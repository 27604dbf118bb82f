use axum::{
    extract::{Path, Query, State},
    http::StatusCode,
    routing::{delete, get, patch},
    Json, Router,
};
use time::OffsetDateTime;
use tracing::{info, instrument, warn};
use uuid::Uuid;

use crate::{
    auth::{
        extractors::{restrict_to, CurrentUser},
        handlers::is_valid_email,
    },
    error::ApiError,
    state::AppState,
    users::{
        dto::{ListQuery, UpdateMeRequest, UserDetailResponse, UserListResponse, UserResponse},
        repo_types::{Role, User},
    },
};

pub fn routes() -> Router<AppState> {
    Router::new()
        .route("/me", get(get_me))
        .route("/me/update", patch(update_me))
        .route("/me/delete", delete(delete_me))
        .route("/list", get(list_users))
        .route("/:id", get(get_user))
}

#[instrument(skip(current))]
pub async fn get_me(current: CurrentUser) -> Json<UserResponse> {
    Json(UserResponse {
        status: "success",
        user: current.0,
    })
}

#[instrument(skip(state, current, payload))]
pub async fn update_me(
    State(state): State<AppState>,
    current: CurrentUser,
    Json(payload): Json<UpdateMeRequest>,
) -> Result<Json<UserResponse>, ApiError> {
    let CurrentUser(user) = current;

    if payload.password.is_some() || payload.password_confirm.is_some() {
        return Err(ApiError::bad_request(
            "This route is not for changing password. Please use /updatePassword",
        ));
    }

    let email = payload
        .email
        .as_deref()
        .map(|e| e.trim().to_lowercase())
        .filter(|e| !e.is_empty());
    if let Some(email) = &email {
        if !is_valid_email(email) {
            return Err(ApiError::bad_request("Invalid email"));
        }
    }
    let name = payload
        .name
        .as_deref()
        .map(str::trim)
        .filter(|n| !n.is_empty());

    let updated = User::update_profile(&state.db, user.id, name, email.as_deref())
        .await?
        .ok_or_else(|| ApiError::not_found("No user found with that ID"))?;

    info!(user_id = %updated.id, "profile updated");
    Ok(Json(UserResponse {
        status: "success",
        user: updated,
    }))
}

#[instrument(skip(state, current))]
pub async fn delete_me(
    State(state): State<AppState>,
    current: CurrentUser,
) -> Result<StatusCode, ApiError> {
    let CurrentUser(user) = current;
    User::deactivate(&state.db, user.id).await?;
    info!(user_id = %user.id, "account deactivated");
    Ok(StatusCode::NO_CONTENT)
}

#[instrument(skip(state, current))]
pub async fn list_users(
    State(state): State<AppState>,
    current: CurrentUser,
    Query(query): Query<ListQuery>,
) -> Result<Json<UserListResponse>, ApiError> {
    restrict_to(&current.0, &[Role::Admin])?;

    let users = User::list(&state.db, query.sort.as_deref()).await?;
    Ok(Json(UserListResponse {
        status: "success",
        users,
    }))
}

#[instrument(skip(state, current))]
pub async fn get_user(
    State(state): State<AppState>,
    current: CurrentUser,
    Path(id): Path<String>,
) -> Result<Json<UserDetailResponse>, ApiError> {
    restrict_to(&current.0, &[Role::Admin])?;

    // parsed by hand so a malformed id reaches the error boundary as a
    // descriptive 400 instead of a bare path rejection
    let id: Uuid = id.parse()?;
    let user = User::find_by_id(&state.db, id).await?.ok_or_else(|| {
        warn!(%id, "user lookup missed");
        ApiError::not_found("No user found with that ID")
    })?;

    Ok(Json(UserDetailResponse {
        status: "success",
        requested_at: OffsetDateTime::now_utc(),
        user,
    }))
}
┄┄┄┄┄┄┄┄┄┄
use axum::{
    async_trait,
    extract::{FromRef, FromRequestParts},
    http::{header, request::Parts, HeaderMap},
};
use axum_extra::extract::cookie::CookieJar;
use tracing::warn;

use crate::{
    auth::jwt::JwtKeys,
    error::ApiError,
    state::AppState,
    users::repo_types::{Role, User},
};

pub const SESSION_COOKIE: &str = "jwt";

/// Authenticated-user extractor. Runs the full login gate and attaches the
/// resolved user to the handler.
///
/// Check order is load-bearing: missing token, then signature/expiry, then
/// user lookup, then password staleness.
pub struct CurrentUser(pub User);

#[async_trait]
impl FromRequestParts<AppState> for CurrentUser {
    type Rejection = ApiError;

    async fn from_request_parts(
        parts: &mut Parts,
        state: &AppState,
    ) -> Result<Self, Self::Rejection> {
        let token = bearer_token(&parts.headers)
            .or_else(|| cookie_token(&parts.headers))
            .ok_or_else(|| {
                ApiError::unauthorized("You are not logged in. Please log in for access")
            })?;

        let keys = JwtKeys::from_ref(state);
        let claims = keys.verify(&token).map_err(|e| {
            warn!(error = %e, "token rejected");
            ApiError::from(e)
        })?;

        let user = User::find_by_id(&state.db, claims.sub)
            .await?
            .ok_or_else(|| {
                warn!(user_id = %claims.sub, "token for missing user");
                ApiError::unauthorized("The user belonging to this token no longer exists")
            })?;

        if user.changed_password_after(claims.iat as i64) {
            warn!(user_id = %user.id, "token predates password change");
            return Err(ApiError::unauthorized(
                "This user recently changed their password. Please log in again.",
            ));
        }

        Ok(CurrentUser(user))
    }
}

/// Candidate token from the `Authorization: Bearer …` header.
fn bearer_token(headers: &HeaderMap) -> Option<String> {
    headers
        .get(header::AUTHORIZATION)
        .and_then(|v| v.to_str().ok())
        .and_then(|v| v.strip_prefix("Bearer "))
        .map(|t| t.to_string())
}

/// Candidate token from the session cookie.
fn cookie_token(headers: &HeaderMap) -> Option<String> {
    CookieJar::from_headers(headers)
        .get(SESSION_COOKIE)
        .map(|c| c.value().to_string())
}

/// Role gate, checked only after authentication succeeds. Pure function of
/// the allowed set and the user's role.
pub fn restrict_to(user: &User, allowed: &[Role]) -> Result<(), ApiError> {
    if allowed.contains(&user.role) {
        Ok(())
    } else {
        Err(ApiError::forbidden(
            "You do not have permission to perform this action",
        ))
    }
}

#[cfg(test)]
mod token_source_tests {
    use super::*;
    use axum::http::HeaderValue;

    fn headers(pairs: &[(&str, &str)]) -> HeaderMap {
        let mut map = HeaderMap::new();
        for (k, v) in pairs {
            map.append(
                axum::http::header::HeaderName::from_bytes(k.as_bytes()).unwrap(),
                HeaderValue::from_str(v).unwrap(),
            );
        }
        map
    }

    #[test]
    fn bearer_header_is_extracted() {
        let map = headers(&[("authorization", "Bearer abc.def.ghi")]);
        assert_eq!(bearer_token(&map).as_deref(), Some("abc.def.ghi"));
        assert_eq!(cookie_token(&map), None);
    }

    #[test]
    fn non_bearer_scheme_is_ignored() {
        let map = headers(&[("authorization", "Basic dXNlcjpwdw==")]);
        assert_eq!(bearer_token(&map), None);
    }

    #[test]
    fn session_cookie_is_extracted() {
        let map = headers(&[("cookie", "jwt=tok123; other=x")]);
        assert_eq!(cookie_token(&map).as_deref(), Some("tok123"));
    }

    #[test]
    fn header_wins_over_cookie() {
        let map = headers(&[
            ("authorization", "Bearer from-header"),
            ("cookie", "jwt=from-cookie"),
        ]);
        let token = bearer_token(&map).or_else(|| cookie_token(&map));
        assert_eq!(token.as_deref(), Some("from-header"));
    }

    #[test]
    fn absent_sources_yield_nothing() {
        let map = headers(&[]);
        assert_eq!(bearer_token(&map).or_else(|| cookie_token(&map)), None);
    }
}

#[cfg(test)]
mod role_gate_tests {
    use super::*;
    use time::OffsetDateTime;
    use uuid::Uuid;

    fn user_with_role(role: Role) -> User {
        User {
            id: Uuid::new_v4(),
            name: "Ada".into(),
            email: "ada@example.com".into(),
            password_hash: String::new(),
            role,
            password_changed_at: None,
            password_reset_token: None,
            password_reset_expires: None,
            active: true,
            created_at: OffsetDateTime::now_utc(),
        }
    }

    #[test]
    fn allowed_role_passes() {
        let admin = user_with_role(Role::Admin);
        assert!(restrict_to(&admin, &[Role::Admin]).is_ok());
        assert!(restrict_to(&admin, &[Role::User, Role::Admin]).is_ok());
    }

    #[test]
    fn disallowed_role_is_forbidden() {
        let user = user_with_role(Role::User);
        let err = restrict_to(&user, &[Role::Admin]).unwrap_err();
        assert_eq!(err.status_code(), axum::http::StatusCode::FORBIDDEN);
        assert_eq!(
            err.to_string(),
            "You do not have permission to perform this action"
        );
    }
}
┄┄┄┄┄┄┄┄┄┄
*Problem statement*:
Above is a listing; print exactly its lines from the one with "let users = User::list(&state.db, query.sort.as_deref()).await?;" through the one with "let id: Uuid = id.parse()?;", and no other lines.

*Expected output*:
    let users = User::list(&state.db, query.sort.as_deref()).await?;
    Ok(Json(UserListResponse {
        status: "success",
        users,
    }))
}

#[instrument(skip(state, current))]
pub async fn get_user(
    State(state): State<AppState>,
    current: CurrentUser,
    Path(id): Path<String>,
) -> Result<Json<UserDetailResponse>, ApiError> {
    restrict_to(&current.0, &[Role::Admin])?;

    // parsed by hand so a malformed id reaches the error boundary as a
    // descriptive 400 instead of a bare path rejection
    let id: Uuid = id.parse()?;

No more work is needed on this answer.